This article introduces the Julia programming language, which is specifically designed for scientific computing, that solves the “two-language problem”, i.e. it provides the performance at par with C and the dynamic nature of Python and R.
This series of articles will take you through the journey of getting started with Julia programming to backtesting and implementing live trading strategies in it.
This is the first article in the series and has the following sections –
- What is Julia?
- Why do we need another programming language?
- Is Julia faster than Python or R?
- How to install Julia?
- How to run Julia in a Jupyter notebook?
- How to install packages in Julia?
- Basic packages in Julia
- Julia packages for Algorithmic Trading
What is Julia?
Julia is a high-performance programming language specifically designed for efficient numerical computing. It aims to provide high computational speed combined with an easy-to-write programming language.
Julia project was started in 2009 and was released as an open-source language (under MIT license) through a blog post in 2012. Julia 1.0 was released in 2018. The Julia user base has grown widely as the scientific community realised its potential. As of July 2021, Julia has 203,400+ GitHub stars, provides 6000+ registered packages and has over 29 million downloads.
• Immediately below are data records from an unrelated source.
//! Scoring harness: aggregate many game outcomes into one fitness number.
//!
//! The harness is the contract an external policy-search loop consumes: it
//! takes an [`Oracle`], plays a configured number of games as each side
//! against each built-in opponent, and folds the outcomes into a single
//! scalar where higher is better. A documented threshold
//! ([`HarnessConfig::target_fitness`]) signals "good enough, stop
//! searching" to the external loop.
//!
//! ## Scoring scheme
//!
//! - each win against [`RandomAgent`] earns `win_reward`
//! - each win against [`HeuristicAgent`] earns `win_reward`
//! - each draw against [`HeuristicAgent`] earns `draw_reward` (the
//!   heuristic blocks every one-move threat, so consistent draws against it
//!   already indicate competent play)
//!
//! Losses and draws against the random opponent earn nothing.

use serde::{Deserialize, Serialize};

use crate::agents::heuristic::HeuristicAgent;
use crate::agents::oracle::{Oracle, OracleAgent};
use crate::agents::random::RandomAgent;
use crate::engine::game::{play_until_win, Outcome};

/// Configuration for the fitness harness.
///
/// # Example
/// ```
/// use tictactoe_arena::harness::HarnessConfig;
///
/// let config = HarnessConfig::default().with_seed(42);
/// assert_eq!(config.games_per_side, 50);
/// ```
#[derive(Debug, Clone, Serialize, Deserialize)]
pub struct HarnessConfig {
    /// Games played as each side against each opponent.
    ///
    /// With two opponents this means `4 * games_per_side` games total.
    pub games_per_side: u32,

    /// Fitness earned per win.
    pub win_reward: f64,

    /// Fitness earned per draw against the heuristic opponent.
    pub draw_reward: f64,

    /// Fitness at which the policy counts as good enough.
    ///
    /// The report's `solved` flag is set when fitness reaches this value,
    /// telling an external search loop it can stop.
    pub target_fitness: f64,

    /// Random seed for the random opponents' move choices.
    ///
    /// If set, two evaluations of the same oracle produce identical
    /// reports. If `None`, opponents are seeded from entropy.
    pub seed: Option<u64>,
}

impl Default for HarnessConfig {
    fn default() -> Self {
        Self {
            games_per_side: 50,
            win_reward: 10.0,
            draw_reward: 1.0,
            target_fitness: 100.0,
            seed: None,
        }
    }
}

impl HarnessConfig {
    /// Create a new config with default settings.
    pub fn new() -> Self {
        Self::default()
    }

    /// Builder method: set games per side.
    pub fn with_games_per_side(mut self, games: u32) -> Self {
        self.games_per_side = games;
        self
    }

    /// Builder method: set the per-win reward.
    pub fn with_win_reward(mut self, reward: f64) -> Self {
        self.win_reward = reward;
        self
    }

    /// Builder method: set the per-draw reward against the heuristic.
    pub fn with_draw_reward(mut self, reward: f64) -> Self {
        self.draw_reward = reward;
        self
    }

    /// Builder method: set the stop-searching threshold.
    pub fn with_target_fitness(mut self, target: f64) -> Self {
        self.target_fitness = target;
        self
    }

    /// Builder method: set the random seed.
    pub fn with_seed(mut self, seed: u64) -> Self {
        self.seed = Some(seed);
        self
    }

    /// Validate the configuration and return any errors.
    pub fn validate(&self) -> Result<(), HarnessError> {
        if self.games_per_side == 0 {
            return Err(HarnessError::NoGames);
        }
        if !self.win_reward.is_finite() || self.win_reward < 0.0 {
            return Err(HarnessError::InvalidReward("win", self.win_reward));
        }
        if !self.draw_reward.is_finite() || self.draw_reward < 0.0 {
            return Err(HarnessError::InvalidReward("draw", self.draw_reward));
        }
        if !self.target_fitness.is_finite() {
            return Err(HarnessError::InvalidTarget(self.target_fitness));
        }
        Ok(())
    }
}

/// Errors that can occur when validating harness configuration.
#[derive(Debug, Clone)]
pub enum HarnessError {
    /// `games_per_side` is zero.
    NoGames,
    /// A reward is negative or not finite.
    InvalidReward(&'static str, f64),
    /// The target fitness is not finite.
    InvalidTarget(f64),
}

impl std::fmt::Display for HarnessError {
    fn fmt(&self, f: &mut std::fmt::Formatter<'_>) -> std::fmt::Result {
        match self {
            HarnessError::NoGames => write!(f, "games_per_side must be at least 1"),
            HarnessError::InvalidReward(name, val) => {
                write!(f, "{} reward {} must be finite and non-negative", name, val)
            }
            HarnessError::InvalidTarget(val) => {
                write!(f, "target fitness {} must be finite", val)
            }
        }
    }
}

impl std::error::Error for HarnessError {}

/// Aggregated result of one fitness evaluation.
#[derive(Debug, Clone, Default, PartialEq, Serialize, Deserialize)]
pub struct FitnessReport {
    /// Scalar fitness; higher is better.
    pub fitness: f64,
    /// Total games played.
    pub games_played: u32,
    /// Wins against the random opponent (both sides combined).
    pub wins_vs_random: u32,
    /// Draws against the random opponent.
    pub draws_vs_random: u32,
    /// Losses (including forfeits) against the random opponent.
    pub losses_vs_random: u32,
    /// Wins against the heuristic opponent.
    pub wins_vs_heuristic: u32,
    /// Draws against the heuristic opponent.
    pub draws_vs_heuristic: u32,
    /// Losses (including forfeits) against the heuristic opponent.
    pub losses_vs_heuristic: u32,
    /// Whether fitness reached the configured target.
    pub solved: bool,
}

/// Per-opponent tally used while games run.
#[derive(Debug, Clone, Copy, Default)]
struct Tally {
    wins: u32,
    draws: u32,
    losses: u32,
}

impl Tally {
    fn record(&mut self, outcome: Outcome, oracle_is_x: bool) {
        match outcome {
            Outcome::Draw => self.draws += 1,
            Outcome::XWins if oracle_is_x => self.wins += 1,
            Outcome::OWins if !oracle_is_x => self.wins += 1,
            _ => self.losses += 1,
        }
    }
}

/// Runs batches of games for an oracle and aggregates a fitness number.
#[derive(Debug, Clone)]
pub struct FitnessHarness {
    config: HarnessConfig,
}

impl FitnessHarness {
    /// Create a harness with a validated configuration.
    pub fn new(config: HarnessConfig) -> Result<Self, HarnessError> {
        config.validate()?;
        Ok(Self { config })
    }

    /// The configuration in use.
    pub fn config(&self) -> &HarnessConfig {
        &self.config
    }

    /// Score an oracle: `games_per_side` games as each side against the
    /// random and heuristic opponents, folded into one fitness value.
    ///
    /// With a seeded configuration the report is a pure function of the
    /// oracle. Games inside one evaluation run sequentially; batch scoring
    /// of many oracles parallelizes across evaluations, each owning its
    /// boards and opponents.
    pub fn evaluate<O: Oracle>(&self, oracle: &mut O) -> FitnessReport {
        let games = self.config.games_per_side;

        let mut vs_random = Tally::default();
        let mut agent = OracleAgent::new(&mut *oracle, true);
        for (side_idx, oracle_is_x) in [true, false].into_iter().enumerate() {
            agent.set_plays_x(oracle_is_x);
            let mut opponent = match self.config.seed {
                Some(seed) => RandomAgent::seeded(seed.wrapping_add(side_idx as u64)),
                None => RandomAgent::new(),
            };
            for _ in 0..games {
                let outcome = if oracle_is_x {
                    play_until_win(&mut agent, &mut opponent)
                } else {
                    play_until_win(&mut opponent, &mut agent)
                };
                vs_random.record(outcome, oracle_is_x);
            }
        }

        let mut vs_heuristic = Tally::default();
        let mut agent = OracleAgent::new(&mut *oracle, true);
        let mut opponent = HeuristicAgent::new();
        for oracle_is_x in [true, false] {
            agent.set_plays_x(oracle_is_x);
            for _ in 0..games {
                let outcome = if oracle_is_x {
                    play_until_win(&mut agent, &mut opponent)
                } else {
                    play_until_win(&mut opponent, &mut agent)
                };
                vs_heuristic.record(outcome, oracle_is_x);
            }
        }

        let fitness = self.config.win_reward * (vs_random.wins + vs_heuristic.wins) as f64
            + self.config.draw_reward * vs_heuristic.draws as f64;

        FitnessReport {
            fitness,
            games_played: 4 * games,
            wins_vs_random: vs_random.wins,
            draws_vs_random: vs_random.draws,
            losses_vs_random: vs_random.losses,
            wins_vs_heuristic: vs_heuristic.wins,
            draws_vs_heuristic: vs_heuristic.draws,
            losses_vs_heuristic: vs_heuristic.losses,
            solved: fitness >= self.config.target_fitness,
        }
    }
}

#[cfg(test)]
mod tests {
    use super::*;
    use crate::agents::oracle::WeightsOracle;
    use crate::engine::board::WIN_LINES;

    /// Rebuilds the position from the feature vector and scores winning
    /// cells above blocking cells above center/corner/edge preferences.
    struct LineOracle;

    impl Oracle for LineOracle {
        fn reset(&mut self) {}

        fn activate(&mut self, input: &[f64; 9]) -> [f64; 9] {
            let mut own: u16 = 0;
            let mut opp: u16 = 0;
            for (i, &x) in input.iter().enumerate() {
                if x > 0.0 {
                    own |= 1 << i;
                } else if x < 0.0 {
                    opp |= 1 << i;
                }
            }
            let mut scores = [0.0; 9];
            for (pos, score) in scores.iter_mut().enumerate() {
                let bit = 1u16 << pos;
                if (own | opp) & bit != 0 {
                    continue;
                }
                *score = if WIN_LINES.iter().any(|&line| (own | bit) & line == line) {
                    100.0
                } else if WIN_LINES.iter().any(|&line| (opp | bit) & line == line) {
                    50.0
                } else if pos == 4 {
                    5.0
                } else if pos % 2 == 0 {
                    2.0
                } else {
                    1.0
                };
            }
            scores
        }
    }

    #[test]
    fn test_config_validation() {
        assert!(HarnessConfig::default().validate().is_ok());

        let no_games = HarnessConfig::default().with_games_per_side(0);
        assert!(matches!(no_games.validate(), Err(HarnessError::NoGames)));

        let bad_reward = HarnessConfig::default().with_win_reward(-1.0);
        assert!(matches!(
            bad_reward.validate(),
            Err(HarnessError::InvalidReward("win", _))
        ));

        let bad_target = HarnessConfig::default().with_target_fitness(f64::NAN);
        assert!(matches!(
            bad_target.validate(),
            Err(HarnessError::InvalidTarget(_))
        ));

        assert!(FitnessHarness::new(no_games).is_err());
    }

    #[test]
    fn test_report_counts_add_up() {
        let config = HarnessConfig::default()
            .with_games_per_side(20)
            .with_seed(42);
        let harness = FitnessHarness::new(config).unwrap();

        let mut oracle = WeightsOracle::random(7);
        let report = harness.evaluate(&mut oracle);

        assert_eq!(report.games_played, 80);
        assert_eq!(
            report.wins_vs_random + report.draws_vs_random + report.losses_vs_random,
            40
        );
        assert_eq!(
            report.wins_vs_heuristic + report.draws_vs_heuristic + report.losses_vs_heuristic,
            40
        );

        let expected = 10.0 * (report.wins_vs_random + report.wins_vs_heuristic) as f64
            + 1.0 * report.draws_vs_heuristic as f64;
        assert_eq!(report.fitness, expected);
    }

    #[test]
    fn test_seeded_evaluation_is_reproducible() {
        let config = HarnessConfig::default()
            .with_games_per_side(10)
            .with_seed(123);
        let harness = FitnessHarness::new(config).unwrap();

        let mut oracle = WeightsOracle::random(5);
        let first = harness.evaluate(&mut oracle);
        let second = harness.evaluate(&mut oracle);
        assert_eq!(first, second);
    }

    #[test]
    fn test_zero_target_is_always_solved() {
        let config = HarnessConfig::default()
            .with_games_per_side(5)
            .with_target_fitness(0.0)
            .with_seed(1);
        let harness = FitnessHarness::new(config).unwrap();

        let mut oracle = WeightsOracle::zeros();
        let report = harness.evaluate(&mut oracle);
        assert!(report.solved);
    }

    #[test]
    fn test_strong_oracle_reaches_target() {
        // A win/block policy dominates the random opponent, so under the
        // default rewards its fitness clears the default target.
        let config = HarnessConfig::default().with_seed(42);
        let harness = FitnessHarness::new(config).unwrap();

        let mut oracle = LineOracle;
        let report = harness.evaluate(&mut oracle);

        assert!(report.wins_vs_random > report.losses_vs_random);
        assert!(
            report.fitness >= 100.0,
            "fitness {} below target",
            report.fitness
        );
        assert!(report.solved);
    }

    #[test]
    fn test_report_json_round_trip() {
        let config = HarnessConfig::default().with_games_per_side(5).with_seed(9);
        let harness = FitnessHarness::new(config).unwrap();

        let mut oracle = WeightsOracle::random(3);
        let report = harness.evaluate(&mut oracle);

        let json = serde_json::to_string(&report).unwrap();
        let parsed: FitnessReport = serde_json::from_str(&json).unwrap();
        assert_eq!(report, parsed);
    }
}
Why do we need another programming language?
The scientific community has always faced a trade-off between the high-performance vs dynamic nature of programming. Programming languages like Matlab, R or Python are widely used in the scientific community.
However, when it comes to solving challenges that require enormously high computation power, the code has to be re-written in languages like C or Fortran to achieve this goal. This is called the “two-language problem”.
Julia claims to solve this challenge by combining the best of both worlds, i.e., speed and easy-to-write language.
Is Julia faster than Python or R?
Let’s look at some benchmarks.
Computation times
The following figure shows the computation time for various languages on different operations (mentioned in the legend). The vertical axis shows each benchmark time normalised against the C implementation.
As we can see, Julia is closest to C for most of the operations, lagging behind LuaJIT and Rust in some cases. It’s much faster than Python or R. More details on this benchmark test can be found here.
Source: https://julialang.org/benchmarks/
Multiple operations on large datasets
The below chart compares the task of the groupby
function across various packages. “Query 1” in the figure below is one of the tests performed, and DF.jl (a Julia package) turned out to be the fastest. There are many other queries performed here.
Source: https://h2oai.github.io/db-benchmark/
For query 1: “sum v1 by Id1”: 100 groups of ~10,000,000 rows, Python (pandas package) and R (dplyr package) resulted in an internal error and out of memory error, respectively while Julia took 2.4 seconds the first time and 1.8 seconds the second time.